L’apport de ces études réside d’abord dans l’attention portée aux stratégies résidentielles des populations étrangères, notamment par le biais de l’acquisition d’un bien immobilier qui constitue un « pari économique » et préfigure un possible enracinement territorial. Il réside aussi dans les questions posées par les processus d’ancrage et de diffusion de populations étrangères : ces dynamiques d’agglomération par nationalité donnent-elles à voir la constitution d’« ethnoburbs à la française 14 », c’est-à-dire de banlieues pluriethniques envisagées comme des systèmes ouverts, ou plutôt de « bastions » ethniques 15 traduisant des logiques d’enfermement ? Ne pouvant conclure sans données qualitatives sur les stratégies résidentielles des ménages étrangers, Desponds et Bergel invitent néanmoins à observer sur le terrain la formation de minorités ethno-spatiales et à interroger ces cohabitations interethniques.

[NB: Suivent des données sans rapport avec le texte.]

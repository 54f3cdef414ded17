//! Terminal side effects for completed leads.
//!
//! The engine hands a completed `Lead` to a single `LeadSink`; the standard
//! implementation is `LeadDispatcher`, which fans out to durable storage,
//! the notification emails, and the CRM upsert. Every destination gets an
//! explicit outcome that is logged, never propagated to the chat caller.

pub mod crm;
pub mod email;

pub use crm::CrmClient;
pub use email::EmailNotifier;

use std::sync::Arc;
use std::time::Duration;

use async_trait::async_trait;

use crate::error::SinkError;
use crate::lead::Lead;
use crate::store::LeadStore;

/// One destination's outcome for one lead.
#[derive(Debug)]
pub struct SinkOutcome {
    pub sink: &'static str,
    pub result: Result<(), SinkError>,
}

/// Aggregated outcomes for one delivery.
#[derive(Debug)]
pub struct DeliveryReport {
    pub outcomes: Vec<SinkOutcome>,
}

impl DeliveryReport {
    pub fn all_ok(&self) -> bool {
        self.outcomes.iter().all(|o| o.result.is_ok())
    }

    /// Log every outcome. Failures are warnings; they have no caller to
    /// propagate to.
    pub fn log(&self) {
        for outcome in &self.outcomes {
            match &outcome.result {
                Ok(()) => tracing::info!(sink = outcome.sink, "Lead delivered"),
                Err(e) => tracing::warn!(sink = outcome.sink, "Lead delivery failed: {e}"),
            }
        }
    }
}

/// Anything that acts on a completed lead.
#[async_trait]
pub trait LeadSink: Send + Sync {
    /// Dispatch a completed lead. Per-destination failures are reported in
    /// the outcome, never returned as an error.
    async fn deliver(&self, lead: Lead) -> DeliveryReport;
}

/// Fans a completed lead out to storage, email, and the CRM.
///
/// Each destination call is bounded by `timeout` and a failing destination
/// never affects the others. Email and CRM are optional; storage always
/// runs.
pub struct LeadDispatcher {
    store: Arc<dyn LeadStore>,
    email: Option<EmailNotifier>,
    crm: Option<CrmClient>,
    timeout: Duration,
}

impl LeadDispatcher {
    pub fn new(
        store: Arc<dyn LeadStore>,
        email: Option<EmailNotifier>,
        crm: Option<CrmClient>,
        timeout: Duration,
    ) -> Self {
        Self {
            store,
            email,
            crm,
            timeout,
        }
    }

    async fn bounded<F>(&self, sink: &'static str, call: F) -> SinkOutcome
    where
        F: std::future::Future<Output = Result<(), SinkError>>,
    {
        match tokio::time::timeout(self.timeout, call).await {
            Ok(result) => SinkOutcome { sink, result },
            Err(_) => SinkOutcome {
                sink,
                result: Err(SinkError::Timeout { sink }),
            },
        }
    }
}

#[async_trait]
impl LeadSink for LeadDispatcher {
    async fn deliver(&self, lead: Lead) -> DeliveryReport {
        let mut outcomes = Vec::new();

        outcomes.push(
            self.bounded("storage", async {
                self.store.append(&lead).await.map_err(SinkError::from)
            })
            .await,
        );

        if let Some(email) = &self.email {
            outcomes.push(self.bounded("email", email.notify(&lead)).await);
        }

        if let Some(crm) = &self.crm {
            outcomes.push(self.bounded("crm", crm.upsert_contact(&lead)).await);
        }

        DeliveryReport { outcomes }
    }
}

Si notre enquête auprès d’habitants chinois et d’Asie du Sud-Est de La Courneuve ne permet pas de répondre pleinement à ces questions, elle peut néanmoins apporter un éclairage à la fois sur les stratégies résidentielles des populations chinoises récemment implantées dans la ville et sur les effets de ces processus d’agglomération à l’échelle des quartiers. Nous observons deux mouvements démographiques parallèles dans la région parisienne au cours des années 1990-2000 : tout d’abord, la multiplication des commerces chinois dans le nord-est de la région parisienne (Xe, XIe, XIXe, XXe arrondissements et villes de la banlieue proche, notamment l’implantation des commerces de gros dans la ville d’Aubervilliers) ; ensuite, l’enrichissement d’une couche de la population, notamment des travailleurs antérieurement sans-papiers qui viennent d’accéder au statut régulier et deviennent propriétaires de logements dans plusieurs communes de Seine-Saint-Denis. Cette couche de la population s’installe majoritairement dans les communes d’Aubervilliers, Pantin, La Courneuve, Bobigny et Bagnolet, où le prix du foncier est accessible pour des familles d’ouvriers et d’employés.
Même pour ceux qui n’ont pas acheté, pour la location, par exemple il loue ici un 80m2 à 1000 euros avec toute sa famille. Mais à Paris ce serait deux à trois fois plus cher. Donc ils vont se tasser dans un 40m2 à cinq ? Ce n’est pas possible. Il faut qu’on reste près de Paris pour travailler. Nous qui avons acheté, c’est parce qu’on n’a pas les moyens, sinon on ne serait plus là, oui parce qu’on a pris 20 ans de crédits. Et si on revend, on va perdre de l’argent par rapport à nos crédits 16.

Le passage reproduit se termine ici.